One might argue that another way to look at tax burden is the total taxes a person pays over his lifetime, less cash payments returned to him. That, of course, misses the day-to-day issues people have, but I still think it rounds the picture out.
But if anyone wants to bitch and moan about rich people paying about the same rate as middle class people, then bitch at the states, not at the federal government. That’s where the regressivity comes from.
Not really. Over the last few decades the federal income tax rate, corporate tax rate, dividend tax rate, capital gains tax rate and estate tax rate have all been cut while FICA taxes have gone up. SS and medicare taxes have gone up by about 2% of gross income in the same period. There is regressive movement on the federal level too.
Is this really that hard a concept? let’s say you are a cabinet maker. You have a contract for $10,000 if kitchen cabinets. Should you pay tax on that whole revenue, or just on what your income is after you deduct the cost of the wood, hardware, stain, the wages you paid your helper, the cost of equipment you bought, and other expenses directly incurred in making it?
Let’s say I have a job. Should I pay tax on my income, or just on what income is left after I pay for food, shelter, clothing, a car, gasoline, my education?
You didn’t answer the question. But if you want to keep the questions going: if you bought an investment for $9k and later sold it for $10k, would you expect to pay tax on the whole $10k?

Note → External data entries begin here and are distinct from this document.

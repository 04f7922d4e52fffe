// Copyright 2022 Webb Technologies Inc.
//
// Licensed under the Apache License, Version 2.0 (the "License");
// you may not use this file except in compliance with the License.
// You may obtain a copy of the License at
//
// http://www.apache.org/licenses/LICENSE-2.0
//
// Unless required by applicable law or agreed to in writing, software
// distributed under the License is distributed on an "AS IS" BASIS,
// WITHOUT WARRANTIES OR CONDITIONS OF ANY KIND, either express or implied.
// See the License for the specific language governing permissions and
// limitations under the License.

use std::fmt;
use std::str::FromStr;

use serde::{Deserialize, Serialize};

/// A logical signing role bound to exactly one private key.
///
/// Every identity owns its own nonce sequence. The manager handles staking
/// and registration, workers sign the user facing relay calls.
#[derive(
    Debug,
    Clone,
    Copy,
    PartialEq,
    Eq,
    Hash,
    PartialOrd,
    Ord,
    Serialize,
    Deserialize,
)]
#[serde(try_from = "String", into = "String")]
pub enum Identity {
    /// The relay manager.
    Manager,
    /// The relay worker with the given index.
    Worker(u32),
}

impl Identity {
    /// Returns `true` for worker identities.
    pub fn is_worker(&self) -> bool {
        matches!(self, Identity::Worker(_))
    }
}

impl fmt::Display for Identity {
    fn fmt(&self, f: &mut fmt::Formatter<'_>) -> fmt::Result {
        match self {
            Identity::Manager => write!(f, "manager"),
            Identity::Worker(index) => write!(f, "worker-{index}"),
        }
    }
}

#[derive(Debug, Clone, PartialEq, Eq, thiserror::Error)]
#[error("Invalid signing identity `{0}`, expected `manager` or `worker-<n>`")]
pub struct InvalidIdentity(String);

impl FromStr for Identity {
    type Err = InvalidIdentity;

    fn from_str(s: &str) -> Result<Self, Self::Err> {
        if s == "manager" {
            return Ok(Identity::Manager);
        }
        s.strip_prefix("worker-")
            .and_then(|index| index.parse().ok())
            .map(Identity::Worker)
            .ok_or_else(|| InvalidIdentity(s.to_owned()))
    }
}

impl TryFrom<String> for Identity {
    type Error = InvalidIdentity;

    fn try_from(value: String) -> Result<Self, Self::Error> {
        value.parse()
    }
}

impl From<Identity> for String {
    fn from(identity: Identity) -> Self {
        identity.to_string()
    }
}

Exon Mobil had $383Bn revenue in their most recent annual results. They made $53Bn pre-tax profit ($30Bn after tax). If they pay tax on revenue, would you change the corporate tax rate? Or would you somehow expect them to pay $134Bn in taxes, resulting in their going out of business? Or, more realistically, gas prices would have to be increased by 40 - 50% so that they can afford to pay the taxes. So who ends up paying this tax in the end? The consumer.
I think my point was pretty clear. But since it seems it wasn’t, let me restate it in a clear fashion: if you expect me to pay a revenue tax, you better be prepared to pay a revenue tax.